食をめぐる状況はどう変わってきたか

 食をめぐる状況が今までとどう違ってきているのか。
 一つは、食べるものそのものが変わってきた。そして新たに食の安全がつきつけられてきている。自分たちの命そのものも、健康状態も破壊されかけているということ。それから、生産と消費があまりにも分離したために自分たちの食料を供給する基盤、つまり農業がつぶされている。そういうことが起こってきてしまっています。

 だからそういうことを食い止めることを模索しないといけないと思います。今まで以上に健康が、安全・安心が求められている。その中で見えてくるのは、地域の持っているもともとの文化をもう一回見直してそこに帰っていく。そういうことが大事なんじゃないかと思います。
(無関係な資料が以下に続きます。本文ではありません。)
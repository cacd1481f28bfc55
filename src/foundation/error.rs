pub type ReelResult<T> = Result<T, ReelError>;

#[derive(thiserror::Error, Debug)]
pub enum ReelError {
    #[error("validation error: {0}")]
    Validation(String),

    /// A speech-synthesis call failed; `input` is the exact text or markup that was submitted.
    #[error("speech synthesis failed for chunk {index}: {message} (input: {input})")]
    Synthesis {
        index: usize,
        input: String,
        message: String,
    },

    #[error("audio error: {0}")]
    Audio(String),

    #[error("scene allocation error: {0}")]
    Allocation(String),

    #[error("image error: {0}")]
    Image(String),

    #[error("encode error: {0}")]
    Encode(String),

    #[error("service error: {0}")]
    Service(String),

    #[error(transparent)]
    Other(#[from] anyhow::Error),
}

impl ReelError {
    pub fn validation(msg: impl Into<String>) -> Self {
        Self::Validation(msg.into())
    }

    pub fn synthesis(index: usize, input: impl Into<String>, message: impl Into<String>) -> Self {
        Self::Synthesis {
            index,
            input: input.into(),
            message: message.into(),
        }
    }

    pub fn audio(msg: impl Into<String>) -> Self {
        Self::Audio(msg.into())
    }

    pub fn allocation(msg: impl Into<String>) -> Self {
        Self::Allocation(msg.into())
    }

    pub fn image(msg: impl Into<String>) -> Self {
        Self::Image(msg.into())
    }

    pub fn encode(msg: impl Into<String>) -> Self {
        Self::Encode(msg.into())
    }

    pub fn service(msg: impl Into<String>) -> Self {
        Self::Service(msg.into())
    }
}

#[cfg(test)]
mod tests {
    use super::*;

    #[test]
    fn display_prefixes_are_stable() {
        assert!(
            ReelError::validation("x")
                .to_string()
                .contains("validation error:")
        );
        assert!(ReelError::audio("x").to_string().contains("audio error:"));
        assert!(
            ReelError::allocation("x")
                .to_string()
                .contains("scene allocation error:")
        );
        assert!(ReelError::encode("x").to_string().contains("encode error:"));
        assert!(ReelError::service("x").to_string().contains("service error:"));
    }

    #[test]
    fn synthesis_error_surfaces_failing_input() {
        let err = ReelError::synthesis(3, "<speak>boo</speak>", "HTTP 400");
        let msg = err.to_string();
        assert!(msg.contains("chunk 3"));
        assert!(msg.contains("<speak>boo</speak>"));
        assert!(msg.contains("HTTP 400"));
    }

    #[test]
    fn other_preserves_source() {
        let base = std::io::Error::other("boom");
        let err = ReelError::Other(anyhow::Error::new(base));
        assert!(err.to_string().contains("boom"));
    }
}
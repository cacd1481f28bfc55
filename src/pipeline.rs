//! End-to-end generation: script in, narrated vertical video out.
//!
//! Every stage runs to completion before the next starts, and external services are called one
//! request at a time in input order.

use std::path::PathBuf;

use rand::RngCore;
use tracing::{info, warn};

use crate::artifacts::{ArtifactNames, purge_stale_images, safe_title};
use crate::assets::image::{normalize_to_canvas, save_jpeg};
use crate::audio::mix::AudioMixer;
use crate::audio::music::MusicLibrary;
use crate::audio::pcm::AudioCodec;
use crate::compile::VideoCompiler;
use crate::config::PipelineConfig;
use crate::encode::sink::VideoTarget;
use crate::foundation::error::{ReelError, ReelResult};
use crate::motion::MotionEffect;
use crate::scene::{self, Scene};
use crate::services::{ImageGenerator, ScenePrompter};
use crate::speech::{PronunciationOverrides, SpeechAssembler, SpeechSynthesizer};
use crate::text;

/// Step notifications for a caller-supplied callback. Purely informational.
#[derive(Clone, Debug, PartialEq)]
pub enum Progress {
    ChunkSynthesized { index: usize, total: usize },
    NarrationReady { chunks: usize },
    MixReady { duration_secs: f64 },
    ScenesAllocated { count: usize },
    SceneAcquired { index: usize, total: usize },
    SceneSkipped { index: usize, total: usize },
    FramesEncoded { done: u64, total: u64 },
}

#[derive(Clone, Debug)]
pub struct GenerationRequest {
    pub script: String,
    /// Selects the music folder, and names artifacts when there is no title.
    pub topic: String,
    pub title: Option<String>,
    pub voice: String,
}

#[derive(Clone, Debug, PartialEq, serde::Serialize)]
pub struct SceneSummary {
    pub paragraph_index: usize,
    pub image: PathBuf,
    pub duration_secs: f64,
    pub effect: MotionEffect,
}

/// Everything a finished run produced.
#[derive(Clone, Debug, PartialEq, serde::Serialize)]
pub struct GenerationOutcome {
    pub video: PathBuf,
    pub mixed_audio: PathBuf,
    pub narration: PathBuf,
    /// Length of the mixed audio, and so of the video.
    pub duration_secs: f64,
    pub scenes: Vec<SceneSummary>,
    /// Paragraph indices of allocated scenes that were dropped.
    pub skipped: Vec<usize>,
}

/// The external services a run calls.
#[derive(Clone, Copy)]
pub struct Services<'a> {
    pub speech: &'a dyn SpeechSynthesizer,
    pub prompter: &'a dyn ScenePrompter,
    pub images: &'a dyn ImageGenerator,
}

pub struct Pipeline<'a> {
    config: &'a PipelineConfig,
    services: Services<'a>,
    codec: &'a dyn AudioCodec,
    music: MusicLibrary,
    overrides: PronunciationOverrides,
}

impl<'a> Pipeline<'a> {
    pub fn new(
        config: &'a PipelineConfig,
        services: Services<'a>,
        codec: &'a dyn AudioCodec,
    ) -> ReelResult<Self> {
        config.validate()?;
        let music = MusicLibrary::new(
            config.music.root.clone(),
            config.music.topics.clone(),
            &config.music.default_track,
        );
        let overrides = PronunciationOverrides::new(config.pronunciation.clone());
        Ok(Self {
            config,
            services,
            codec,
            music,
            overrides,
        })
    }

    pub fn generate(
        &self,
        request: &GenerationRequest,
        rng: &mut dyn RngCore,
        target: &mut dyn VideoTarget,
        progress: &mut dyn FnMut(Progress),
    ) -> ReelResult<GenerationOutcome> {
        let cfg = self.config;
        let cleaned = text::clean_for_speech(&request.script);
        let chunks = text::split_into_speech_chunks(&cleaned, cfg.max_words);
        if chunks.is_empty() {
            return Err(ReelError::validation("script has no speakable text"));
        }
        let names = ArtifactNames::now(safe_title(request.title.as_deref(), &request.topic));
        info!(title = names.safe_title(), chunks = chunks.len(), "generation started");

        let narration = SpeechAssembler::new(self.services.speech, self.codec, &self.overrides)
            .assemble(&chunks, &request.voice, &cfg.language, progress)?;
        let narration_path = names.narration(&cfg.output.narration, self.codec.extension());
        narration.write_to(&narration_path)?;
        progress(Progress::NarrationReady {
            chunks: narration.chunk_count,
        });

        let bed = self.music.load_bed(&request.topic, rng, self.codec)?;
        let mixed = AudioMixer::new(self.codec, cfg.mix.clone()).mix(&narration, &bed)?;
        let mixed_path = names.mixed_audio(&cfg.output.mixed_audio, self.codec.extension());
        mixed.write_to(self.codec, &mixed_path)?;
        let d_mix = mixed.duration_secs();
        info!(duration_secs = d_mix, path = %mixed_path.display(), "mixed audio written");
        progress(Progress::MixReady {
            duration_secs: d_mix,
        });

        // Cleaned text, so a block holding only a stage direction gets no scene.
        let paragraphs = text::split_into_scene_paragraphs(&cleaned);
        let scenes = scene::allocate(&paragraphs, d_mix, cfg.max_scenes, rng)?;
        progress(Progress::ScenesAllocated {
            count: scenes.len(),
        });

        purge_stale_images(&cfg.output.images, names.safe_title());
        let (mut kept, mut skipped) = self.acquire_images(scenes, &names, progress);
        let residual = scene::reconcile(&mut kept, d_mix, cfg.tolerance_secs)?;
        if residual != 0.0 {
            info!(residual, "scene durations reconciled to mixed audio");
        }

        let video_path = names.video(&cfg.output.videos, kept.len());
        let compiler = VideoCompiler::new(cfg.canvas, cfg.fps, cfg.zoom)?;
        let sink = target.open(&video_path)?;
        let report = compiler.compile(&kept, &mixed, sink, progress)?;
        skipped.extend(report.skipped.iter().copied());
        skipped.sort_unstable();

        let scenes = kept
            .into_iter()
            .filter(|s| !report.skipped.contains(&s.paragraph_index))
            .filter_map(|s| {
                Some(SceneSummary {
                    paragraph_index: s.paragraph_index,
                    image: s.image?,
                    duration_secs: s.duration_secs,
                    effect: s.effect,
                })
            })
            .collect();
        info!(video = %video_path.display(), "generation finished");
        Ok(GenerationOutcome {
            video: video_path,
            mixed_audio: mixed_path,
            narration: narration_path,
            duration_secs: d_mix,
            scenes,
            skipped,
        })
    }

    /// Prompt, generate, normalize and save one image per scene. Returns kept scenes and the
    /// paragraph indices of skipped ones.
    fn acquire_images(
        &self,
        scenes: Vec<Scene>,
        names: &ArtifactNames,
        progress: &mut dyn FnMut(Progress),
    ) -> (Vec<Scene>, Vec<usize>) {
        let cfg = self.config;
        let aspect = cfg.canvas.aspect_label();
        let total = scenes.len();
        let mut kept = Vec::with_capacity(total);
        let mut skipped = Vec::new();

        for (i, mut scene) in scenes.into_iter().enumerate() {
            let prompt = match self.services.prompter.scene_prompt(&scene.text) {
                Ok(p) => p,
                Err(e) => {
                    warn!(scene = i + 1, error = %e, "scene prompt unavailable, using default");
                    cfg.default_prompt.clone()
                }
            };

            let path = names.scene_image(&cfg.output.images, i + 1);
            let acquired = self
                .services
                .images
                .generate(&prompt, &aspect)
                .and_then(|bytes| normalize_to_canvas(&bytes, cfg.canvas))
                .and_then(|img| save_jpeg(&img, &path));
            match acquired {
                Ok(()) => {
                    scene.image = Some(path);
                    kept.push(scene);
                    progress(Progress::SceneAcquired { index: i, total });
                }
                Err(e) => {
                    warn!(scene = i + 1, error = %e, "image acquisition failed, skipping scene");
                    skipped.push(scene.paragraph_index);
                    progress(Progress::SceneSkipped { index: i, total });
                }
            }
        }
        (kept, skipped)
    }
}
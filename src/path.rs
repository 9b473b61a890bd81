//! Path manipulation utilities for kustomize-overlay

use std::path::{Component, Path, PathBuf};

use crate::error::{Error, Result};
use glob::{MatchOptions, Pattern};

/// Match a path against a glob pattern
///
/// `*` and `?` never match a path separator, the same way a shell glob
/// against the disk behaves.
pub fn glob_match(pattern: &str, path: &str) -> Result<bool> {
    let pattern = Pattern::new(pattern).map_err(Error::Glob)?;
    let options = MatchOptions {
        case_sensitive: true,
        require_literal_separator: true,
        require_literal_leading_dot: false,
    };
    Ok(pattern.matches_with(path, options))
}

/// Lexically normalize a path
///
/// Removes `.` components and folds `name/..` pairs without touching the
/// disk. Leading `..` components of a relative path are kept, `..` directly
/// under the filesystem root is dropped. An empty result becomes `.`.
pub fn clean<P: AsRef<Path>>(path: P) -> PathBuf {
    let mut out: Vec<Component> = Vec::new();

    for component in path.as_ref().components() {
        match component {
            Component::CurDir => {}
            Component::ParentDir => match out.last() {
                Some(Component::Normal(_)) => {
                    out.pop();
                }
                Some(Component::RootDir) | Some(Component::Prefix(_)) => {}
                _ => out.push(component),
            },
            other => out.push(other),
        }
    }

    if out.is_empty() {
        return PathBuf::from(".");
    }
    out.iter().collect()
}

/// Check whether `path` stays inside `root` once both are cleaned
///
/// Relative paths are interpreted against `root`.
pub fn is_within<P: AsRef<Path>, R: AsRef<Path>>(root: R, path: P) -> bool {
    let root = clean(root);
    let path = path.as_ref();
    let joined = if path.is_absolute() {
        clean(path)
    } else {
        clean(root.join(path))
    };
    joined.starts_with(&root)
}
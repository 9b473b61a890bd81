//! # CLI Command Implementations
//!
//! This module contains the implementation for each subcommand of the
//! `kustomize-overlay` command-line tool. Each subcommand is defined in its
//! own file.
//!
//! ## Structure
//!
//! Each command module contains:
//! - An `Args` struct that defines the command-specific arguments and options,
//!   derived using `clap`.
//! - An `execute` function that turns the arguments into a
//!   [`ConfigRecord`] and hands it to [`run_build`].
//!
//! The shared flags for assembly behaviour and output live here as
//! flattened `clap` argument groups.

use std::fs;
use std::io::Read;
use std::path::{Path, PathBuf};

use anyhow::{Context as _, Result};
use clap::{Args, ValueEnum};

use kustomize_overlay::filesystem::WalkScope;
use kustomize_overlay::fragment::ReferencePolicy;
use kustomize_overlay::orchestrator::{self, BuildSettings};
use kustomize_overlay::output::{OutputConfig, Status};
use kustomize_overlay::record::{BuildOutput, ConfigRecord};
use kustomize_overlay::resolver::KustomizeCli;

pub mod build;
pub mod overlay;
pub mod run;
pub mod template;

/// Global settings every command needs
pub struct Context {
    pub out: OutputConfig,
    pub kustomize_bin: PathBuf,
}

#[derive(Clone, Copy, Debug, PartialEq, Eq, ValueEnum)]
pub enum Format {
    Yaml,
    Json,
}

#[derive(Clone, Copy, Debug, PartialEq, Eq, ValueEnum)]
pub enum Walk {
    /// Only synthetic files
    Overlay,
    /// Synthetic files, then the on-disk tree
    OverlayThenBase,
}

impl From<Walk> for WalkScope {
    fn from(walk: Walk) -> Self {
        match walk {
            Walk::Overlay => WalkScope::Overlay,
            Walk::OverlayThenBase => WalkScope::OverlayThenBase,
        }
    }
}

/// Flags controlling how fragments are assembled
#[derive(Args, Debug)]
pub struct AssemblyArgs {
    /// Treat any string that fails to load as inline content instead of
    /// rejecting strings that look like dangling paths
    #[arg(long)]
    pub lenient: bool,

    /// Which layers are staged for kustomize
    #[arg(long, value_enum, value_name = "SCOPE", default_value = "overlay-then-base")]
    pub walk_scope: Walk,
}

impl AssemblyArgs {
    pub fn settings(&self) -> BuildSettings {
        BuildSettings {
            policy: if self.lenient {
                ReferencePolicy::Lenient
            } else {
                ReferencePolicy::Strict
            },
            walk_scope: self.walk_scope.into(),
            ..Default::default()
        }
    }
}

/// Flags controlling where and how the output record is written
#[derive(Args, Debug)]
pub struct OutputArgs {
    /// Output format of the build record
    #[arg(long, value_enum, default_value = "yaml")]
    pub format: Format,

    /// Write the build record to a file instead of stdout
    #[arg(short, long, value_name = "FILE")]
    pub output: Option<PathBuf>,
}

impl OutputArgs {
    pub fn emit(&self, output: &BuildOutput) -> Result<()> {
        let text = match self.format {
            Format::Yaml => output.to_yaml()?,
            Format::Json => format!("{}\n", output.to_json()?),
        };
        match &self.output {
            Some(path) => fs::write(path, text)
                .with_context(|| format!("Failed to write output to {}", path.display())),
            None => {
                print!("{}", text);
                Ok(())
            }
        }
    }
}

/// Read a text input; `-` reads stdin
pub fn read_input(path: &Path) -> Result<String> {
    if path == Path::new("-") {
        let mut text = String::new();
        std::io::stdin()
            .read_to_string(&mut text)
            .context("Failed to read stdin")?;
        return Ok(text);
    }
    fs::read_to_string(path).with_context(|| format!("Failed to read {}", path.display()))
}

/// Read every file of a fragment list
pub fn read_fragments(paths: &[PathBuf]) -> Result<Vec<String>> {
    paths.iter().map(|path| read_input(path)).collect()
}

/// Build `record`, report the result and emit the output record
pub fn run_build(
    record: &ConfigRecord,
    settings: &BuildSettings,
    output: &OutputArgs,
    ctx: &Context,
) -> Result<()> {
    ctx.out.report(
        Status::Build,
        &format!("Resolving with {}", ctx.kustomize_bin.display()),
    );
    let resolver = KustomizeCli::new(&ctx.kustomize_bin);

    let result = match orchestrator::execute(record, &resolver, settings) {
        Ok(result) => result,
        Err(e) => {
            ctx.out.report(Status::Error, "Build failed");
            return Err(e).context("Kustomization build failed");
        }
    };

    ctx.out.report(
        Status::Ok,
        &format!("Built {} resources", result.ids.len()),
    );
    output.emit(&result)
}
 その中には豊かさがある。時間をかけたおいしさは何ものにも代えがたい。煮豆にしても、滋賀県ではエビ大根とか、いさざ豆、ちゃんと手間をかけたら手間かけただけの美味しさが出てくるんですね。こういうものは、確かに時間は掛るんだけど、手間は何かやりながらやれるわけですね。なれずしでも面倒くさいけど、一日半集中してやれば結構できるわけですね。あとは見といてやればいいだけですから。だから手間を惜しんでただ便利さだけ追うということは美味しさを逃すことになる。カットした野菜とか、千切りした牛蒡とかは、非常時には良いかもしれないけれど、普段はキチットした美味しさを求めていくのが本来の豊かさではないかと思います。